Deuxième argument : il y avait déjà des
illustrations de la responsabilité pénales des personnes morales dans le temps
et l’espace. Sous l’ancien régime dans le code pénale certaines personnes
morales étaient responsables pénalement. Ex : La corporation pouvait engager sa responsabilité
pénale. A la libération on a de manière exceptionnelle retenue la RP des
personnes morales pour les entreprisesqui avait collaboré avec les
allemands : des journaux, des journaux, la société Renault.
On
a eu bcp d’exemples aussi dans les pays étrangers. Les pays anglo-saxons connaissaient
déjà la RP des personnes morales (aux USA, au canada, Allemagne).
B- l’esprit de la reforme
L’objectif de
la réforme était d’inscrire dans la loi une réalité
criminologique. Il y a des hypothèses où l’infraction est commise par la
personne morale notamment du droit pénal
technique.
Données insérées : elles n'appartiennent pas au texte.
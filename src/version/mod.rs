//! Release retrieval layer
//!
//! Fetches Composer metadata documents and hands them to [`crate::schema`]
//! for decoding.
//!
//! # Modules
//!
//! - [`registry`]: Registry trait for fetching releases from remote sources
//! - [`registries`]: Concrete registry implementations (Packagist)
//! - [`error`]: Error types for registry operations
//! - [`types`]: `ReleaseResult` and `Release`

pub mod error;
pub mod registries;
pub mod registry;
pub mod types;
pub mod config;
pub mod schema;
pub mod version;
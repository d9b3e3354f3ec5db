use thiserror::Error;

#[derive(Debug, Error, PartialEq, Eq)]
pub enum SchemaError {
    #[error("Release is not a JSON object")]
    NotAnObject,

    #[error("Release missing version")]
    MissingVersion,
}
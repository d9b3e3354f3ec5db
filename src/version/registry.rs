//! Registry trait for fetching package releases from a Composer repository

use crate::version::error::RegistryError;
use crate::version::types::ReleaseResult;

/// Trait for fetching package releases from a registry
#[async_trait::async_trait]
pub trait Registry: Send + Sync {
    /// Fetches and merges all release metadata of a package
    ///
    /// # Arguments
    /// * `package_name` - Composer package name (e.g., "monolog/monolog")
    ///
    /// # Returns
    /// * `Ok(ReleaseResult)` - Releases in registry order
    /// * `Err(RegistryError)` - If the fetch fails or the metadata is malformed
    async fn fetch_releases(&self, package_name: &str) -> Result<ReleaseResult, RegistryError>;
}
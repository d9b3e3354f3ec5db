//! Normalization of expanded version records into [`ComposerRelease`]

use indexmap::IndexMap;
use serde::Serialize;
use serde_json::{Map, Value};
use tracing::debug;

use crate::schema::error::SchemaError;
use crate::schema::minified::{DecodedRecord, expand_minified};

/// Composer's implicit package type
pub const DEFAULT_PACKAGE_TYPE: &str = "library";

/// The `source` object of a release, kept as served
#[derive(Debug, Clone, PartialEq, Serialize)]
#[serde(transparent)]
pub struct ComposerSource(Map<String, Value>);

impl ComposerSource {
    /// Repository URL, when the registry provided one as a string
    pub fn url(&self) -> Option<&str> {
        self.0.get("url").and_then(Value::as_str)
    }

    /// VCS type (`git`, `hg`, ...)
    pub fn kind(&self) -> Option<&str> {
        self.0.get("type").and_then(Value::as_str)
    }

    /// Commit or tag the release was built from
    pub fn reference(&self) -> Option<&str> {
        self.0.get("reference").and_then(Value::as_str)
    }
}

/// One normalized package version
///
/// `homepage` and `source` distinguish "not provided" (`None`) from
/// "provided but unusable" (`Some(None)`), which serializes as `null`.
#[derive(Debug, Clone, PartialEq, Serialize)]
pub struct ComposerRelease {
    pub version: String,
    #[serde(skip_serializing_if = "Option::is_none")]
    pub version_normalized: Option<String>,
    #[serde(skip_serializing_if = "Option::is_none")]
    pub name: Option<String>,
    #[serde(rename = "type", skip_serializing_if = "Option::is_none")]
    pub package_type: Option<String>,
    #[serde(skip_serializing_if = "Option::is_none")]
    pub license: Option<Vec<String>>,
    #[serde(skip_serializing_if = "Option::is_none")]
    pub homepage: Option<Option<String>>,
    #[serde(skip_serializing_if = "Option::is_none")]
    pub source: Option<Option<ComposerSource>>,
    #[serde(skip_serializing_if = "Option::is_none")]
    pub time: Option<String>,
    #[serde(skip_serializing_if = "Option::is_none")]
    pub require: Option<IndexMap<String, String>>,
    /// Fields without dedicated handling (`scripts`, `dist`, `autoload`, ...)
    #[serde(flatten)]
    pub extra: Map<String, Value>,
}

impl ComposerRelease {
    /// Normalize an arbitrary JSON value
    pub fn parse(value: &Value) -> Result<Self, SchemaError> {
        match value {
            Value::Object(record) => Self::from_record(record.clone()),
            _ => Err(SchemaError::NotAnObject),
        }
    }

    /// Normalize one expanded record
    ///
    /// Only a missing or non-string `version` is rejected. Malformed
    /// optional fields are coerced to their absent or null form.
    pub fn from_record(mut record: DecodedRecord) -> Result<Self, SchemaError> {
        let version = match record.shift_remove("version") {
            Some(Value::String(version)) => version,
            _ => return Err(SchemaError::MissingVersion),
        };

        Ok(Self {
            version,
            version_normalized: record.shift_remove("version_normalized").and_then(string),
            name: record.shift_remove("name").and_then(string),
            package_type: record.shift_remove("type").and_then(string),
            license: record.shift_remove("license").and_then(license),
            homepage: record.shift_remove("homepage").map(string),
            source: record.shift_remove("source").map(source),
            time: record.shift_remove("time").and_then(string),
            require: record.shift_remove("require").and_then(require),
            extra: record,
        })
    }

    /// Package type, falling back to Composer's default
    pub fn package_type(&self) -> &str {
        self.package_type.as_deref().unwrap_or(DEFAULT_PACKAGE_TYPE)
    }

    /// Homepage if the registry provided a usable one
    pub fn homepage(&self) -> Option<&str> {
        self.homepage.as_ref()?.as_deref()
    }

    /// Source repository URL if the registry provided a usable one
    pub fn source_url(&self) -> Option<&str> {
        self.source.as_ref()?.as_ref()?.url()
    }
}

/// Expand and normalize a minified version array
///
/// Records that cannot be normalized are dropped.
pub fn parse_releases(value: &Value) -> Vec<ComposerRelease> {
    expand_minified(value)
        .into_iter()
        .filter_map(|record| match ComposerRelease::from_record(record) {
            Ok(release) => Some(release),
            Err(e) => {
                debug!("Skipping release record: {}", e);
                None
            }
        })
        .collect()
}

fn string(value: Value) -> Option<String> {
    match value {
        Value::String(s) => Some(s),
        _ => None,
    }
}

fn source(value: Value) -> Option<ComposerSource> {
    match value {
        Value::Object(fields) => Some(ComposerSource(fields)),
        _ => None,
    }
}

fn license(value: Value) -> Option<Vec<String>> {
    match value {
        Value::String(s) => Some(vec![s]),
        Value::Array(items) => Some(items.into_iter().filter_map(string).collect()),
        _ => None,
    }
}

fn require(value: Value) -> Option<IndexMap<String, String>> {
    match value {
        Value::Object(fields) => Some(
            fields
                .into_iter()
                .filter_map(|(name, constraint)| string(constraint).map(|c| (name, c)))
                .collect(),
        ),
        // PHP encodes an empty map as `[]`
        Value::Array(items) if items.is_empty() => Some(IndexMap::new()),
        _ => None,
    }
}
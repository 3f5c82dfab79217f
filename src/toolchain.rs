//! C toolchain discovery and capability-based flag selection.
//!
//! The original build script branched on the compiler *class* (Unix-like vs
//! everything else). Here the branch is an explicit [`FlagProfile`] record
//! chosen per compiler [`Family`], and every optional flag is verified
//! against the live compiler before it is used.

use std::fmt;
use std::process::{Command, Stdio};

use crate::builder::BuildError;

/// Compiler family, derived from the detected tool rather than the platform.
#[derive(Debug, Clone, Copy, PartialEq, Eq)]
pub enum Family {
    Gnu,
    Clang,
    Msvc,
    Other,
}

impl fmt::Display for Family {
    fn fmt(&self, f: &mut fmt::Formatter<'_>) -> fmt::Result {
        let name = match self {
            Family::Gnu => "gnu",
            Family::Clang => "clang",
            Family::Msvc => "msvc",
            Family::Other => "other",
        };
        f.write_str(name)
    }
}

/// The flag record the build sequence consumes.
///
/// `None` means the capability is absent for this toolchain and the step
/// simply omits the flag. MSVC and unknown families run with compiler
/// defaults, as the original did.
#[derive(Debug, Clone, PartialEq)]
pub struct FlagProfile {
    /// Optimization level (`-O3` on GNU-flavoured compilers).
    pub opt: Option<&'static str>,
    /// Position-independent code, required for the shared library.
    pub pic: Option<&'static str>,
    /// Shared-memory parallelism; the vendor source contains OpenMP pragmas.
    pub openmp: Option<&'static str>,
    /// Vector-instruction codegen; only meaningful on x86 targets.
    pub vector: Option<&'static str>,
    /// Extra libraries appended when linking the shared object.
    pub link_libs: Vec<&'static str>,
}

impl FlagProfile {
    /// Baseline profile for a compiler family, before capability probing.
    pub fn for_family(family: Family) -> Self {
        match family {
            Family::Gnu | Family::Clang => FlagProfile {
                opt: Some("-O3"),
                pic: Some("-fPIC"),
                openmp: Some("-fopenmp"),
                vector: Some("-mavx"),
                link_libs: if cfg!(target_os = "linux") {
                    if family == Family::Gnu {
                        vec!["rt", "gomp"]
                    } else {
                        vec!["rt"]
                    }
                } else {
                    Vec::new()
                },
            },
            Family::Msvc | Family::Other => FlagProfile {
                opt: None,
                pic: None,
                openmp: None,
                vector: None,
                link_libs: Vec::new(),
            },
        }
    }

    /// All compile-step flags present in the profile, in a fixed order.
    pub fn compile_flags(&self) -> Vec<String> {
        [self.opt, self.pic, self.openmp, self.vector]
            .iter()
            .flatten()
            .map(|f| f.to_string())
            .collect()
    }
}

/// A detected C compiler plus the flag profile it actually supports.
pub struct Toolchain {
    tool: cc::Tool,
    family: Family,
    profile: FlagProfile,
}

impl Toolchain {
    /// Locate the host C compiler and derive its flag profile.
    ///
    /// Fails only when no compiler can be found; individual flags that the
    /// compiler rejects are dropped from the profile instead.
    pub fn detect() -> Result<Self, BuildError> {
        let tool = cc::Build::new()
            .cargo_metadata(false)
            .opt_level(0)
            .debug(false)
            .target(env!("TARGET"))
            .host(env!("HOST"))
            .try_get_compiler()
            .map_err(|e| BuildError::NoCompiler(e.to_string()))?;

        let family = if tool.is_like_msvc() {
            Family::Msvc
        } else if tool.is_like_clang() {
            Family::Clang
        } else if tool.is_like_gnu() {
            Family::Gnu
        } else {
            Family::Other
        };

        let mut profile = FlagProfile::for_family(family);
        if !cfg!(any(target_arch = "x86", target_arch = "x86_64")) {
            profile.vector = None;
        }
        if let Some(flag) = profile.vector {
            if !probe_flag(&tool, flag) {
                profile.vector = None;
            }
        }
        if let Some(flag) = profile.openmp {
            if !probe_flag(&tool, flag) {
                profile.openmp = None;
                profile.link_libs.retain(|lib| *lib != "gomp");
            }
        }

        Ok(Toolchain {
            tool,
            family,
            profile,
        })
    }

    pub fn family(&self) -> Family {
        self.family
    }

    pub fn profile(&self) -> &FlagProfile {
        &self.profile
    }

    pub fn compiler_path(&self) -> &std::path::Path {
        self.tool.path()
    }

    /// Fresh compiler invocation with the tool's environment applied.
    pub fn command(&self) -> Command {
        self.tool.to_command()
    }

    /// The archiver paired with this compiler family.
    pub fn archiver(&self) -> Command {
        match self.family {
            Family::Msvc => Command::new("lib.exe"),
            _ => Command::new(std::env::var_os("AR").unwrap_or_else(|| "ar".into())),
        }
    }
}

/// Check whether the compiler accepts `flag` by running a preprocess-only
/// pass over empty input. Unknown flags make every family here exit non-zero.
fn probe_flag(tool: &cc::Tool, flag: &str) -> bool {
    let mut cmd = Command::new(tool.path());
    cmd.arg(flag)
        .args(["-x", "c", "-E", "-"])
        .stdin(Stdio::null())
        .stdout(Stdio::null())
        .stderr(Stdio::null());
    matches!(cmd.status(), Ok(status) if status.success())
}
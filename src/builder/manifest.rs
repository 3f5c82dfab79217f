//! Record of a completed library build, written next to the artifacts.

use std::fs;
use std::path::{Path, PathBuf};

use serde::{Deserialize, Serialize};

use super::BuildError;

#[derive(Debug, Clone, Serialize, Deserialize)]
pub struct BuildManifest {
    pub solver: String,
    pub compiler: PathBuf,
    pub family: String,
    pub compile_flags: Vec<String>,
    pub link_libs: Vec<String>,
    pub static_lib: PathBuf,
    pub shared_lib: PathBuf,
    pub exported_symbol: String,
}

impl BuildManifest {
    pub fn write(&self, path: &Path) -> Result<(), BuildError> {
        let json = serde_json::to_string_pretty(self)
            .map_err(|e| BuildError::Manifest(e.to_string()))?;
        fs::write(path, json)?;
        Ok(())
    }

    pub fn load(path: &Path) -> Result<Self, BuildError> {
        let json = fs::read_to_string(path)?;
        serde_json::from_str(&json).map_err(|e| BuildError::Manifest(e.to_string()))
    }
}
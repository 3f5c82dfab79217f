//! Formulate the fixed waypoint-avoidance NLP and solve it once.
//!
//! The point (x, y) must stay outside a radius-3 circle at the origin while
//! sitting in the (empty) band between radius 0.95 and radius 1 around
//! (-2, 2.5); the objective drives y as high as the geometry allows, with
//! small regularization on the force and slip variables.

use mpc_workbench::model::{square, square_about, term, Problem};
use mpc_workbench::solver::{self, Settings, SolveError};

fn main() {
    if let Err(e) = run() {
        eprintln!("solve_waypoint: {e}");
        std::process::exit(1);
    }
}

fn run() -> Result<(), SolveError> {
    let mut problem = Problem::new();
    let force = problem.variable("F");
    let slip = problem.variable("s");
    let x = problem.variable("x");
    let y = problem.variable("y");
    // Declared for the single-step kinematics (x' = x + h v cos theta, ...)
    // that the multi-stage model would wire in; unused in this instance.
    let _speed = problem.variable("v");
    let _heading = problem.variable("theta");

    problem.subject_to((square(x) + square(y)).geq(9.0));
    problem.subject_to((square_about(x, -2.0) + square_about(y, 2.5)).geq(1.0));
    problem.subject_to((square_about(x, -2.0) + square_about(y, 2.5)).leq(0.9025));

    problem.minimize(-100.0 * term(y) + 0.1 * square(force) + 0.01 * square(slip));

    let solution = solver::solve(&problem, &Settings::default())?;
    println!("status: {}", solution.status);
    println!("optimal value {}", solution.objective);
    println!("optimal var {} {}", solution.value(x), solution.value(y));
    Ok(())
}
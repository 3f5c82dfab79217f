//! One-shot NLP backend: augmented-Lagrangian outer loop around L-BFGS.
//!
//! A solve is a single invocation with no retry and no fallback. Whatever
//! happens inside the backend is reported as a terminal [`SolveStatus`];
//! `Err` is reserved for problems that are malformed before solving starts.

mod augmented;
mod status;

use thiserror::Error;

use crate::model::{Problem, Variable};

pub use status::{SolveStatus, SolverIteration};

#[derive(Error, Debug)]
pub enum SolveError {
    #[error("invalid problem: {0}")]
    InvalidProblem(String),
}

/// Backend tuning knobs. The defaults solve the fixed waypoint instance and
/// are deterministic: the same problem always yields the same result.
#[derive(Debug, Clone)]
pub struct Settings {
    /// Feasibility tolerance on the largest inequality violation.
    pub tol_feas: f64,
    /// Outer-iterate movement below which the solve is considered settled.
    pub tol_step: f64,
    /// Initial penalty weight.
    pub mu_init: f64,
    /// Multiplicative penalty escalation when violation stalls.
    pub mu_factor: f64,
    /// Penalty weight ceiling.
    pub mu_max: f64,
    /// Weight beyond which a stalled violation is declared infeasible.
    pub mu_infeasible: f64,
    /// Outer round budget.
    pub max_outer: usize,
    /// L-BFGS iteration budget per outer round.
    pub max_inner: u64,
    /// Starting point; all zeros when absent.
    pub initial_point: Option<Vec<f64>>,
    /// Subproblem cost below which the problem is declared unbounded.
    /// Enforced inside every cost evaluation, so even a single runaway
    /// line search terminates.
    pub objective_divergence: f64,
    /// Iterate magnitude beyond which the problem is declared unbounded.
    /// Enforced inside every cost/gradient evaluation.
    pub param_divergence: f64,
}

impl Default for Settings {
    fn default() -> Self {
        Settings {
            tol_feas: 1e-6,
            tol_step: 1e-6,
            mu_init: 10.0,
            mu_factor: 10.0,
            mu_max: 1e12,
            mu_infeasible: 1e8,
            max_outer: 40,
            max_inner: 500,
            initial_point: None,
            objective_divergence: -1e12,
            param_divergence: 1e9,
        }
    }
}

/// Result of one solve.
#[derive(Debug, Clone)]
pub struct Solution {
    pub status: SolveStatus,
    /// Objective at the returned point (meaningful mainly when optimal).
    pub objective: f64,
    /// Final values for all declared variables.
    pub x: Vec<f64>,
    /// Largest inequality violation at the returned point.
    pub max_violation: f64,
    /// Per-round trace in declaration order.
    pub trace: Vec<SolverIteration>,
}

impl Solution {
    /// Value of `v` at the returned point.
    ///
    /// Panics when `v` was declared on a larger problem than the one solved.
    pub fn value(&self, v: Variable) -> f64 {
        match self.x.get(v.index()) {
            Some(val) => *val,
            None => panic!(
                "variable {} is not part of this solution ({} variables)",
                v.index(),
                self.x.len()
            ),
        }
    }
}

/// Solve `problem` once.
pub fn solve(problem: &Problem, settings: &Settings) -> Result<Solution, SolveError> {
    let n = problem.num_variables();
    if n == 0 {
        return Err(SolveError::InvalidProblem(
            "problem declares no decision variables".into(),
        ));
    }
    if let Some(max_idx) = problem.max_referenced_index() {
        if max_idx >= n {
            return Err(SolveError::InvalidProblem(format!(
                "expression references variable {max_idx} but only {n} are declared"
            )));
        }
    }
    let mut x = match &settings.initial_point {
        Some(p) if p.len() != n => {
            return Err(SolveError::InvalidProblem(format!(
                "initial point has length {} for {n} variables",
                p.len()
            )))
        }
        Some(p) => p.clone(),
        None => vec![0.0; n],
    };

    let constraints = problem.constraints();
    let mut lambda = vec![0.0; constraints.len()];
    let mut mu = settings.mu_init;
    let mut trace = Vec::new();
    let mut prev_violation = f64::INFINITY;
    let mut last_violation = f64::INFINITY;
    let mut status = SolveStatus::MaxIters;

    for round in 0..settings.max_outer {
        let subproblem = augmented::AugmentedLagrangian::new(
            problem,
            lambda.clone(),
            mu,
            settings.objective_divergence,
            settings.param_divergence,
        );
        let next = match augmented::minimize(subproblem, x.clone(), settings.max_inner) {
            Ok(p) => p,
            Err(augmented::InnerFailure::Diverged) => {
                status = SolveStatus::Unbounded;
                break;
            }
            Err(augmented::InnerFailure::Backend(detail)) => {
                eprintln!("inner minimization failed in round {round}: {detail}");
                status = SolveStatus::NumericalError;
                break;
            }
        };
        if next.iter().any(|v| !v.is_finite()) {
            status = SolveStatus::NumericalError;
            break;
        }

        let violation = constraints
            .iter()
            .map(|c| c.violation(&next))
            .fold(0.0, f64::max);
        let objective = problem.objective_value(&next);
        trace.push(SolverIteration {
            iter: round,
            mu,
            obj_value: objective,
            inf_pr: violation,
        });
        last_violation = violation;

        if objective < settings.objective_divergence
            || inf_norm(&next) > settings.param_divergence
        {
            x = next;
            status = SolveStatus::Unbounded;
            break;
        }

        for (lam, c) in lambda.iter_mut().zip(constraints) {
            *lam = (*lam + mu * c.residual(&next)).max(0.0);
        }

        let step = x
            .iter()
            .zip(&next)
            .map(|(a, b)| (a - b).abs())
            .fold(0.0, f64::max);
        x = next;

        if violation <= settings.tol_feas && step <= settings.tol_step {
            status = SolveStatus::Optimal;
            break;
        }
        // A violation that refuses to shrink under an already huge penalty
        // weight is the infeasibility certificate this method can offer.
        if violation > settings.tol_feas
            && mu >= settings.mu_infeasible
            && violation > 0.5 * prev_violation
        {
            status = SolveStatus::Infeasible;
            break;
        }
        if violation > 0.25 * prev_violation {
            mu = (mu * settings.mu_factor).min(settings.mu_max);
        }
        prev_violation = violation;
    }

    if status == SolveStatus::MaxIters && last_violation <= settings.tol_feas {
        status = SolveStatus::Optimal;
    }

    let max_violation = constraints
        .iter()
        .map(|c| c.violation(&x))
        .fold(0.0, f64::max);
    Ok(Solution {
        status,
        objective: problem.objective_value(&x),
        x,
        max_violation,
        trace,
    })
}

fn inf_norm(x: &[f64]) -> f64 {
    x.iter().fold(0.0, |acc, v| acc.max(v.abs()))
}

#[cfg(test)]
mod tests {
    use super::*;
    use crate::model::{square, square_about, term, Problem};

    // The waypoint instance: stay outside the radius-3 circle at the origin
    // and inside/outside the two rings around (-2, 2.5).
    fn waypoint_problem() -> Problem {
        let mut problem = Problem::new();
        let force = problem.variable("F");
        let slip = problem.variable("s");
        let x = problem.variable("x");
        let y = problem.variable("y");
        let _speed = problem.variable("v");
        let _heading = problem.variable("theta");
        problem.subject_to((square(x) + square(y)).geq(9.0));
        problem.subject_to((square_about(x, -2.0) + square_about(y, 2.5)).geq(1.0));
        problem.subject_to((square_about(x, -2.0) + square_about(y, 2.5)).leq(0.9025));
        problem.minimize(-100.0 * term(y) + 0.1 * square(force) + 0.01 * square(slip));
        problem
    }

    #[test]
    fn conflicting_rings_are_reported_infeasible() {
        // Distance-squared to (-2, 2.5) cannot be both >= 1 and <= 0.9025.
        let solution = solve(&waypoint_problem(), &Settings::default()).unwrap();
        assert_eq!(solution.status, SolveStatus::Infeasible);
        assert!(solution.max_violation > 1e-3);
        assert!(!solution.trace.is_empty());
    }

    #[test]
    fn feasible_variant_reaches_the_analytic_optimum() {
        // Dropping the outer ring leaves disk-minus-circle; -100 y drives the
        // point to the top of the disk: (-2, 3.45), objective -345.
        let mut problem = Problem::new();
        let force = problem.variable("F");
        let slip = problem.variable("s");
        let x = problem.variable("x");
        let y = problem.variable("y");
        problem.subject_to((square(x) + square(y)).geq(9.0));
        problem.subject_to((square_about(x, -2.0) + square_about(y, 2.5)).leq(0.9025));
        problem.minimize(-100.0 * term(y) + 0.1 * square(force) + 0.01 * square(slip));

        let solution = solve(&problem, &Settings::default()).unwrap();
        assert_eq!(solution.status, SolveStatus::Optimal);
        assert!(solution.max_violation <= 1e-5);
        assert!((solution.value(x) + 2.0).abs() < 5e-3);
        assert!((solution.value(y) - 3.45).abs() < 5e-3);
        assert!((solution.objective + 345.0).abs() < 1.0);
        // The regularized-but-unconstrained variables settle at zero.
        assert!(solution.value(force).abs() < 1e-4);
        assert!(solution.value(slip).abs() < 1e-4);
    }

    #[test]
    fn resolving_the_same_instance_is_deterministic() {
        let a = solve(&waypoint_problem(), &Settings::default()).unwrap();
        let b = solve(&waypoint_problem(), &Settings::default()).unwrap();
        assert_eq!(a.status, b.status);
        assert_eq!(a.objective, b.objective);
        assert_eq!(a.x, b.x);
    }

    #[test]
    fn unbounded_objective_is_reported_unbounded() {
        // y is unconstrained and -y has no minimum; the first inner solve
        // must trip the divergence bounds instead of running forever.
        let mut problem = Problem::new();
        let x = problem.variable("x");
        let y = problem.variable("y");
        problem.subject_to(square(x).leq(1.0));
        problem.minimize(-1.0 * term(y));

        let solution = solve(&problem, &Settings::default()).unwrap();
        assert_eq!(solution.status, SolveStatus::Unbounded);
    }

    #[test]
    #[should_panic(expected = "not part of this solution")]
    fn solution_value_rejects_a_foreign_variable() {
        let mut problem = Problem::new();
        let x = problem.variable("x");
        problem.subject_to(square(x).leq(4.0));
        let solution = solve(&problem, &Settings::default()).unwrap();

        let mut wider = Problem::new();
        let _a = wider.variable("a");
        let b = wider.variable("b");
        solution.value(b);
    }

    #[test]
    fn pure_feasibility_problem_solves_to_zero_objective() {
        let mut problem = Problem::new();
        let x = problem.variable("x");
        problem.subject_to(square(x).leq(4.0));

        let solution = solve(&problem, &Settings::default()).unwrap();
        assert_eq!(solution.status, SolveStatus::Optimal);
        assert_eq!(solution.objective, 0.0);
        assert!(solution.max_violation <= 1e-6);
    }

    #[test]
    fn empty_problem_is_rejected() {
        let problem = Problem::new();
        assert!(matches!(
            solve(&problem, &Settings::default()),
            Err(SolveError::InvalidProblem(_))
        ));
    }

    #[test]
    fn variable_from_another_problem_is_rejected() {
        let mut donor = Problem::new();
        let _a = donor.variable("a");
        let b = donor.variable("b");

        let mut problem = Problem::new();
        let _x = problem.variable("x");
        problem.subject_to(square(b).leq(1.0));
        assert!(matches!(
            solve(&problem, &Settings::default()),
            Err(SolveError::InvalidProblem(_))
        ));
    }

    #[test]
    fn mismatched_initial_point_is_rejected() {
        let mut problem = Problem::new();
        let _x = problem.variable("x");
        let settings = Settings {
            initial_point: Some(vec![0.0, 0.0]),
            ..Settings::default()
        };
        assert!(matches!(
            solve(&problem, &settings),
            Err(SolveError::InvalidProblem(_))
        ));
    }
}
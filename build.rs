use std::env;
use std::path::PathBuf;

fn main() {
    // The runtime compiler probe configures `cc` outside a build script, so
    // the target/host triples must be baked into the binary here.
    println!("cargo:rustc-env=TARGET={}", env::var("TARGET").unwrap());
    println!("cargo:rustc-env=HOST={}", env::var("HOST").unwrap());

    // Linking the vendor drop is opt-in: the default build must succeed
    // before `build_solver` has ever produced the artifact.
    if env::var_os("CARGO_FEATURE_VENDOR_SOLVER").is_some() {
        let lib_dir = PathBuf::from(env::var("CARGO_MANIFEST_DIR").unwrap())
            .join("myMPC_FORCESPro")
            .join("lib");
        println!("cargo:rustc-link-search=native={}", lib_dir.display());
        println!("cargo:rustc-link-lib=dylib=myMPC_FORCESPro");

        // The vendor code is built with OpenMP and clock_gettime on Linux.
        if env::var("CARGO_CFG_TARGET_OS").as_deref() == Ok("linux") {
            println!("cargo:rustc-link-lib=dylib=rt");
            println!("cargo:rustc-link-lib=dylib=gomp");
        }
    }
}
Dans le droit pénal de l’urbanisme, il arrive que ce soit une
personne morale qui est propriétaire du terrain et qui soit responsable
pénalement. Implicitement il y avait sans doute l’idée d’alléger la RP des personnes physiques tout en
maintenant la R des personnes morales.
La RP des
personnes morales présente deux caractères particuliers :
C’est une R indirecte au sens où
matériellement les infractions sont commises par des personnes physiques d’une
personne physique mais c’est une R
personnelle la personne morale peut être responsable sans que la personne
physique ne le soit. La loi du 10 juillet 2000 en
matière de causalité indirectepour les personne morales une faute simple
suffit, alors que pour la personne physique il faut une faute qualifiée.
Imaginons qu’on est une personne qui commette une faute simple mais il faut une
faute caractérisée mais pour la personne morale c’est une faute simple.